//! Error types for fluxgate

/// Result type alias for fluxgate operations
pub type Result<T> = std::result::Result<T, Error>;

/// Error types for fluxgate
///
/// The enum is `Clone` because a single copy failure fans out to every
/// completion handle retained in a pending buffer; backend errors are
/// stringified at the store boundary instead of carried as sources.
#[derive(Debug, Clone, PartialEq, Eq, thiserror::Error)]
pub enum Error {
    /// Backing store errors (connection, pipeline send, row decode)
    #[error("store error: {0}")]
    Store(String),
    /// The catalog returned an empty table name for a metric
    #[error("missing table name for metric {metric}")]
    MissingTableName { metric: String },
    /// Metric table resolution failed
    #[error("failed to get the table name for metric {metric}: {reason}")]
    TableResolution { metric: String, reason: String },
    /// A cache or batch entry did not have the expected type
    #[error("invalid cache entry type")]
    InvalidCacheEntryType,
    /// An item was not found in a catalog batch result map
    #[error("error getting {0} from batch")]
    BatchLookup(String),
    /// A catalog ID resolved to SQL null
    #[error("ID for {0} is null")]
    NullCatalogId(String),
    /// A catalog ID resolved to zero; catalog IDs begin at 1
    #[error("ID for {0} is 0")]
    ZeroCatalogId(String),
    /// Configuration errors, detected at startup only
    #[error("configuration error: {0}")]
    Config(String),
    /// A channel closed while a send or receive was in flight
    #[error("ingest pipeline is shut down")]
    PipelineClosed,
    /// The operation's cancellation token fired mid-flight
    #[error("operation canceled")]
    Canceled,
    /// Replay driver errors
    #[error("replay error: {0}")]
    Replay(String),
}

impl From<sqlx::Error> for Error {
    fn from(e: sqlx::Error) -> Self {
        Error::Store(e.to_string())
    }
}

impl From<serde_json::Error> for Error {
    fn from(e: serde_json::Error) -> Self {
        Error::Store(format!("json encoding: {e}"))
    }
}
//! Replay sinks: the queue-manager surface the driver feeds, and the
//! WAL simulator that forwards replayed samples into the ingest path.

use crate::ingest::Dispatcher;
use crate::model::{InsertRequest, Label, Sample, SeriesDescriptor};
use crate::Result;

use async_trait::async_trait;
use dashmap::DashMap;
use std::collections::HashMap;
use std::sync::atomic::{AtomicBool, AtomicI64, AtomicU64, Ordering};
use std::sync::Arc;
use std::time::Duration;
use tokio_util::task::TaskTracker;
use tracing::warn;

/// Weight of each new observation in the exponentially weighted rate.
pub const EWMA_WEIGHT: f64 = 0.2;
/// How often the rate folds accumulated counts in.
pub const RATE_UPDATE_INTERVAL: Duration = Duration::from_secs(10);

/// Label carrying the metric name on replayed series.
pub const METRIC_NAME_LABEL: &str = "__name__";

/// Exponentially weighted event rate, updated on a fixed tick.
pub struct EwmaRate {
    new_events: AtomicI64,
    rate_bits: AtomicU64,
    initialized: AtomicBool,
    weight: f64,
    interval: Duration,
}

impl EwmaRate {
    pub fn new(weight: f64, interval: Duration) -> Self {
        Self {
            new_events: AtomicI64::new(0),
            rate_bits: AtomicU64::new(0f64.to_bits()),
            initialized: AtomicBool::new(false),
            weight,
            interval,
        }
    }

    pub fn incr(&self, count: i64) {
        self.new_events.fetch_add(count, Ordering::Relaxed);
    }

    /// Fold the events accumulated since the last tick into the rate.
    pub fn tick(&self) {
        let count = self.new_events.swap(0, Ordering::Relaxed);
        let instant_rate = count as f64 / self.interval.as_secs_f64();
        if self.initialized.load(Ordering::Relaxed) {
            let prev = f64::from_bits(self.rate_bits.load(Ordering::Relaxed));
            let next = prev + self.weight * (instant_rate - prev);
            self.rate_bits.store(next.to_bits(), Ordering::Relaxed);
        } else if count > 0 {
            self.rate_bits.store(instant_rate.to_bits(), Ordering::Relaxed);
            self.initialized.store(true, Ordering::Relaxed);
        }
    }

    pub fn rate(&self) -> f64 {
        f64::from_bits(self.rate_bits.load(Ordering::Relaxed))
    }
}

impl Default for EwmaRate {
    fn default() -> Self {
        Self::new(EWMA_WEIGHT, RATE_UPDATE_INTERVAL)
    }
}

/// Driver-side observability: samples-in rate and the highest data
/// timestamp emitted so far (seconds).
pub struct ReplayStats {
    pub samples_in: EwmaRate,
    highest_ts_bits: AtomicU64,
}

impl ReplayStats {
    pub fn new() -> Self {
        Self {
            samples_in: EwmaRate::default(),
            highest_ts_bits: AtomicU64::new(0f64.to_bits()),
        }
    }

    pub fn set_highest_ts(&self, seconds: f64) {
        self.highest_ts_bits
            .store(seconds.to_bits(), Ordering::Relaxed);
    }

    pub fn highest_ts(&self) -> f64 {
        f64::from_bits(self.highest_ts_bits.load(Ordering::Relaxed))
    }
}

impl Default for ReplayStats {
    fn default() -> Self {
        Self::new()
    }
}

/// The surface the replay driver writes to, mirroring a remote-write
/// queue manager: series registration, sample appends, and reclamation
/// of series freed by finished blocks.
#[async_trait]
pub trait SampleSink: Send + Sync {
    /// Register labels for the given series refs under `index`.
    fn store_series(&self, series: &[(u64, Vec<Label>)], index: usize);

    /// Drop series registered under an index lower than
    /// `lowest_allowed_index`; subsequent samples for them are
    /// discarded.
    fn series_reset(&self, lowest_allowed_index: usize);

    /// Append replayed samples.
    async fn append(&self, samples: &[Sample]) -> Result<()>;
}

struct SimSeries {
    metric: String,
    labels: Vec<Label>,
    index: usize,
}

/// Simulates a write-ahead-log producer: regroups replayed samples per
/// metric and forwards them to the dispatcher as insert requests,
/// draining completions in the background.
pub struct WalSimulator {
    dispatcher: Arc<Dispatcher>,
    series: DashMap<u64, SimSeries>,
    waiters: TaskTracker,
}

impl WalSimulator {
    pub fn new(dispatcher: Arc<Dispatcher>) -> Self {
        Self {
            dispatcher,
            series: DashMap::new(),
            waiters: TaskTracker::new(),
        }
    }

    /// Wait for every outstanding completion to be reported.
    pub async fn stop(&self) {
        self.waiters.close();
        self.waiters.wait().await;
    }
}

#[async_trait]
impl SampleSink for WalSimulator {
    fn store_series(&self, series: &[(u64, Vec<Label>)], index: usize) {
        for (series_ref, labels) in series {
            let metric = labels
                .iter()
                .find(|l| l.name == METRIC_NAME_LABEL)
                .map(|l| l.value.clone())
                .unwrap_or_else(|| "unknown".to_string());
            self.series.insert(
                *series_ref,
                SimSeries {
                    metric,
                    labels: labels.clone(),
                    index,
                },
            );
        }
    }

    fn series_reset(&self, lowest_allowed_index: usize) {
        self.series.retain(|_, s| s.index >= lowest_allowed_index);
    }

    async fn append(&self, samples: &[Sample]) -> Result<()> {
        type Group = (Vec<Sample>, HashMap<u64, SeriesDescriptor>);
        let mut grouped: HashMap<String, Group> = HashMap::new();
        for sample in samples {
            // Samples for freed or never-registered series are dropped.
            let Some(entry) = self.series.get(&sample.series_ref) else {
                continue;
            };
            let (group_samples, descriptors) = grouped.entry(entry.metric.clone()).or_default();
            group_samples.push(*sample);
            descriptors
                .entry(sample.series_ref)
                .or_insert_with(|| SeriesDescriptor::new(sample.series_ref, entry.labels.clone()));
        }

        for (metric, (group_samples, descriptors)) in grouped {
            let (req, rx) =
                InsertRequest::new(&metric, group_samples, descriptors.into_values().collect());
            self.dispatcher.dispatch(req).await?;
            let metric_name = metric;
            self.waiters.spawn(async move {
                match rx.await {
                    Ok(Ok(())) => {}
                    Ok(Err(err)) => {
                        warn!(metric = %metric_name, error = %err, "replayed insert failed")
                    }
                    Err(_) => warn!(metric = %metric_name, "completion handle dropped"),
                }
            });
        }
        Ok(())
    }
}
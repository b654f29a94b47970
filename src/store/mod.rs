//! Backing store contract
//!
//! The relational store is an external collaborator: this module defines
//! the connection trait the pipeline is written against, with an
//! in-memory implementation for development and tests and a Postgres
//! implementation for production. Catalog upserts live in stored
//! routines on the database side; their SQL bodies are not part of this
//! crate.

mod mem;
mod postgres;

pub use mem::{MemStore, MemStoreStats};
pub use postgres::PgStore;

use crate::model::CatalogId;
use crate::{Error, Result};

use async_trait::async_trait;
use std::collections::VecDeque;
use std::fmt;
use std::sync::Arc;

/// Schema names the stored routines live under.
pub mod schema {
    /// Metric catalog schema (`get_or_create_metric_table_name`, ...).
    pub const CATALOG: &str = "_fluxgate_catalog";
    /// Trace catalog schema (`put_schema_url`, `put_operation`, ...).
    pub const TRACE: &str = "_fluxgate_trace";
    /// Schema holding the per-metric data tables.
    pub const DATA: &str = "fluxgate_data";
}

/// A bound SQL argument.
#[derive(Debug, Clone, PartialEq)]
pub enum SqlValue {
    Text(String),
    /// Nullable bigint; `None` is SQL null.
    Int8(CatalogId),
    Bool(bool),
    Float8(f64),
    /// jsonb payload carried as canonical text.
    Json(String),
}

impl fmt::Display for SqlValue {
    fn fmt(&self, f: &mut fmt::Formatter<'_>) -> fmt::Result {
        match self {
            SqlValue::Text(s) => write!(f, "'{s}'"),
            SqlValue::Int8(Some(v)) => write!(f, "{v}"),
            SqlValue::Int8(None) => write!(f, "NULL"),
            SqlValue::Bool(b) => write!(f, "{b}"),
            SqlValue::Float8(v) => write!(f, "{v}"),
            SqlValue::Json(s) => write!(f, "'{s}'"),
        }
    }
}

/// One result row.
#[derive(Debug, Clone, PartialEq, Default)]
pub struct SqlRow {
    values: Vec<SqlValue>,
}

impl SqlRow {
    pub fn new(values: Vec<SqlValue>) -> Self {
        Self { values }
    }

    pub fn get_text(&self, idx: usize) -> Result<&str> {
        match self.values.get(idx) {
            Some(SqlValue::Text(s)) => Ok(s),
            _ => Err(Error::Store(format!("column {idx} is not text"))),
        }
    }

    pub fn get_bool(&self, idx: usize) -> Result<bool> {
        match self.values.get(idx) {
            Some(SqlValue::Bool(b)) => Ok(*b),
            _ => Err(Error::Store(format!("column {idx} is not bool"))),
        }
    }

    /// Nullable bigint column; `Ok(None)` is SQL null.
    pub fn get_int8(&self, idx: usize) -> Result<CatalogId> {
        match self.values.get(idx) {
            Some(SqlValue::Int8(id)) => Ok(*id),
            _ => Err(Error::Store(format!("column {idx} is not int8"))),
        }
    }
}

/// An ordered set of statements submitted as one pipelined round-trip.
#[derive(Debug, Default)]
pub struct SqlBatch {
    statements: Vec<(String, Vec<SqlValue>)>,
}

impl SqlBatch {
    pub fn new() -> Self {
        Self::default()
    }

    pub fn queue(&mut self, sql: impl Into<String>, args: Vec<SqlValue>) {
        self.statements.push((sql.into(), args));
    }

    pub fn len(&self) -> usize {
        self.statements.len()
    }

    pub fn is_empty(&self) -> bool {
        self.statements.is_empty()
    }

    pub fn statements(&self) -> &[(String, Vec<SqlValue>)] {
        &self.statements
    }
}

/// Results of a pipelined batch, consumed one row per statement in
/// submission order.
#[derive(Debug)]
pub struct BatchResults {
    rows: VecDeque<Result<SqlRow>>,
    close_err: Option<Error>,
}

impl BatchResults {
    pub fn new(rows: Vec<Result<SqlRow>>) -> Self {
        Self {
            rows: rows.into(),
            close_err: None,
        }
    }

    pub fn with_close_err(mut self, err: Error) -> Self {
        self.close_err = Some(err);
        self
    }

    /// Consume the next pipelined result row.
    pub fn query_row(&mut self) -> Result<SqlRow> {
        match self.rows.pop_front() {
            Some(row) => row,
            None => Err(Error::Store("batch results exhausted".to_string())),
        }
    }

    /// Release the pipeline. The close error is reported here so callers
    /// can fold it in only when no prior error was seen.
    pub fn close(self) -> Result<()> {
        match self.close_err {
            Some(err) => Err(err),
            None => Ok(()),
        }
    }
}

/// One row of a bulk sample copy into a metric table.
#[derive(Debug, Clone, Copy, PartialEq)]
pub struct CopyRow {
    pub series_id: i64,
    pub timestamp: i64,
    pub value: f64,
}

/// Backing store connection.
///
/// Implementations are internally pooled; each `send_batch` executes on a
/// single connection in submission order, which is what the catalog
/// batcher's deadlock-avoidance sort relies on.
#[async_trait]
pub trait Connection: Send + Sync {
    /// Run one statement and collect its rows.
    async fn query(&self, sql: &str, args: &[SqlValue]) -> Result<Vec<SqlRow>>;

    /// Submit a pipelined batch.
    async fn send_batch(&self, batch: SqlBatch) -> Result<BatchResults>;

    /// Bulk copy samples into a metric table, returning rows written.
    async fn copy_samples(&self, table: &str, rows: &[CopyRow]) -> Result<u64>;
}

/// Shared handle to a store connection.
pub type ConnectionRef = Arc<dyn Connection>;
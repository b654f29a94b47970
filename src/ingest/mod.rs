//! Ingest pipeline
//!
//! The ingest core is a staged pipeline: the dispatcher routes requests
//! to per-metric batcher workers, which coalesce them into pending
//! buffers and hand full buffers to a fixed copier pool writing to the
//! backing store. Catalog resolution (metric tables, series ids) rides
//! along, backed by internally-synchronized caches.

mod copier;
mod dispatcher;
mod metric_batcher;
mod pending;
mod telemetry;

pub use copier::CopyRequest;
pub use dispatcher::Dispatcher;
pub use pending::{PendingBuffer, MAX_BATCH_REQUESTS, MAX_BATCH_SAMPLES};

use crate::cache::{MetricCache, DEFAULT_METRIC_CACHE_SIZE};
use crate::catalog::{new_series_cache, SeriesCache, DEFAULT_SERIES_CACHE_SIZE};
use crate::model::{CompletionReceiver, InsertRequest, Sample, SeriesDescriptor};
use crate::store::{schema, ConnectionRef};
use crate::Result;

use std::sync::Arc;
use std::time::Duration;
use tokio::sync::{mpsc, Mutex};
use tokio::time::MissedTickBehavior;
use tokio_util::sync::CancellationToken;
use tokio_util::task::TaskTracker;
use tracing::{info, warn};

/// Configuration for the ingest pipeline.
#[derive(Debug, Clone)]
pub struct IngestConfig {
    /// Number of copier workers writing to the backing store.
    pub copier_count: usize,
    /// Capacity of each per-metric input channel.
    pub metric_channel_capacity: usize,
    /// Capacity of the shared metric-batcher → copier channel.
    pub copier_channel_capacity: usize,
    /// Entry capacity of the shared metric table-name cache.
    pub metric_cache_size: usize,
    /// Entry capacity of the shared series cache.
    pub series_cache_size: usize,
    /// How often the completer re-scans for unfinished metric tables.
    pub completer_interval: Duration,
}

impl Default for IngestConfig {
    fn default() -> Self {
        Self {
            copier_count: 4,
            metric_channel_capacity: 1000,
            copier_channel_capacity: 1000,
            metric_cache_size: DEFAULT_METRIC_CACHE_SIZE,
            series_cache_size: DEFAULT_SERIES_CACHE_SIZE,
            completer_interval: Duration::from_secs(60),
        }
    }
}

/// The ingest coordinator: owns the channel topology and the worker
/// pools, and is the producer-facing entry point.
pub struct Ingestor {
    dispatcher: Arc<Dispatcher>,
    copiers: TaskTracker,
    completer: TaskTracker,
    cancel: CancellationToken,
    metric_cache: Arc<MetricCache>,
    series_cache: Arc<SeriesCache>,
}

impl Ingestor {
    pub fn new(conn: ConnectionRef, config: IngestConfig) -> Self {
        let (to_copiers_tx, to_copiers_rx) = mpsc::channel(config.copier_channel_capacity);
        // Single-slot lossy mailbox: batchers signal with try_send and
        // drop the signal when the slot is taken.
        let (creation_tx, creation_rx) = mpsc::channel(1);

        let metric_cache = Arc::new(MetricCache::new(config.metric_cache_size));
        let series_cache = new_series_cache(config.series_cache_size);
        let cancel = CancellationToken::new();

        let copiers = TaskTracker::new();
        let shared_rx = Arc::new(Mutex::new(to_copiers_rx));
        for _ in 0..config.copier_count.max(1) {
            copiers.spawn(copier::run_copier(
                conn.clone(),
                shared_rx.clone(),
                series_cache.clone(),
                cancel.child_token(),
            ));
        }
        copiers.close();

        let completer = TaskTracker::new();
        completer.spawn(run_completer(
            conn.clone(),
            creation_rx,
            config.completer_interval,
            cancel.clone(),
        ));
        completer.close();

        let dispatcher = Arc::new(Dispatcher::new(
            conn,
            to_copiers_tx,
            creation_tx,
            metric_cache.clone(),
            config.metric_channel_capacity,
        ));

        Self {
            dispatcher,
            copiers,
            completer,
            cancel,
            metric_cache,
            series_cache,
        }
    }

    /// Route a prepared request into the pipeline.
    pub async fn dispatch(&self, req: InsertRequest) -> Result<()> {
        self.dispatcher.dispatch(req).await
    }

    /// Convenience producer entry point: build and dispatch a request,
    /// returning the receiver its completion is reported on.
    pub async fn insert(
        &self,
        metric_name: &str,
        samples: Vec<Sample>,
        series: Vec<SeriesDescriptor>,
    ) -> Result<CompletionReceiver> {
        let (req, rx) = InsertRequest::new(metric_name, samples, series);
        self.dispatch(req).await?;
        Ok(rx)
    }

    pub fn dispatcher(&self) -> Arc<Dispatcher> {
        self.dispatcher.clone()
    }

    pub fn metric_cache(&self) -> Arc<MetricCache> {
        self.metric_cache.clone()
    }

    pub fn series_cache(&self) -> Arc<SeriesCache> {
        self.series_cache.clone()
    }

    /// Ordered shutdown: close per-metric channels and drain the
    /// batcher workers, then the copier channel and pool, then the
    /// completer. Every in-flight request is reported before this
    /// returns.
    pub async fn shutdown(&self) {
        info!("shutting down ingest pipeline");
        self.dispatcher.shutdown().await;
        self.dispatcher.close_copier_channel();
        self.copiers.wait().await;
        self.cancel.cancel();
        self.completer.wait().await;
        info!("ingest pipeline shut down");
    }
}

/// Drains the lossy creation channel and periodically re-scans, running
/// the remainder of metric table creation (index, policy, retention) on
/// the database side.
async fn run_completer(
    conn: ConnectionRef,
    mut signals: mpsc::Receiver<()>,
    period: Duration,
    cancel: CancellationToken,
) {
    let mut ticker = tokio::time::interval(period);
    ticker.set_missed_tick_behavior(MissedTickBehavior::Delay);
    loop {
        tokio::select! {
            _ = cancel.cancelled() => return,
            signal = signals.recv() => match signal {
                Some(()) => complete_metric_creation(&conn).await,
                None => return,
            },
            _ = ticker.tick() => complete_metric_creation(&conn).await,
        }
    }
}

async fn complete_metric_creation(conn: &ConnectionRef) {
    let sql = format!("SELECT {}.finalize_metric_creation()", schema::CATALOG);
    if let Err(err) = conn.query(&sql, &[]).await {
        warn!(error = %err, "finalize metric creation failed");
    }
}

Instructions for the task:
Using the data above, extract exactly the lines from the one that holds "pub fn close(self)" to the one that holds "pub struct IngestConfig", both ends included, and no others.

Task response:
    pub fn close(self) -> Result<()> {
        match self.close_err {
            Some(err) => Err(err),
            None => Ok(()),
        }
    }
}

/// One row of a bulk sample copy into a metric table.
#[derive(Debug, Clone, Copy, PartialEq)]
pub struct CopyRow {
    pub series_id: i64,
    pub timestamp: i64,
    pub value: f64,
}

/// Backing store connection.
///
/// Implementations are internally pooled; each `send_batch` executes on a
/// single connection in submission order, which is what the catalog
/// batcher's deadlock-avoidance sort relies on.
#[async_trait]
pub trait Connection: Send + Sync {
    /// Run one statement and collect its rows.
    async fn query(&self, sql: &str, args: &[SqlValue]) -> Result<Vec<SqlRow>>;

    /// Submit a pipelined batch.
    async fn send_batch(&self, batch: SqlBatch) -> Result<BatchResults>;

    /// Bulk copy samples into a metric table, returning rows written.
    async fn copy_samples(&self, table: &str, rows: &[CopyRow]) -> Result<u64>;
}

/// Shared handle to a store connection.
pub type ConnectionRef = Arc<dyn Connection>;
repository b654f29a94b47970
filename src/ingest/mod.rs
//! Ingest pipeline
//!
//! The ingest core is a staged pipeline: the dispatcher routes requests
//! to per-metric batcher workers, which coalesce them into pending
//! buffers and hand full buffers to a fixed copier pool writing to the
//! backing store. Catalog resolution (metric tables, series ids) rides
//! along, backed by internally-synchronized caches.

mod copier;
mod dispatcher;
mod metric_batcher;
mod pending;
mod telemetry;

pub use copier::CopyRequest;
pub use dispatcher::Dispatcher;
pub use pending::{PendingBuffer, MAX_BATCH_REQUESTS, MAX_BATCH_SAMPLES};

use crate::cache::{MetricCache, DEFAULT_METRIC_CACHE_SIZE};
use crate::catalog::{new_series_cache, SeriesCache, DEFAULT_SERIES_CACHE_SIZE};
use crate::model::{CompletionReceiver, InsertRequest, Sample, SeriesDescriptor};
use crate::store::{schema, ConnectionRef};
use crate::Result;

use std::sync::Arc;
use std::time::Duration;
use tokio::sync::{mpsc, Mutex};
use tokio::time::MissedTickBehavior;
use tokio_util::sync::CancellationToken;
use tokio_util::task::TaskTracker;
use tracing::{info, warn};

/// Configuration for the ingest pipeline.
#[derive(Debug, Clone)]
pub struct IngestConfig {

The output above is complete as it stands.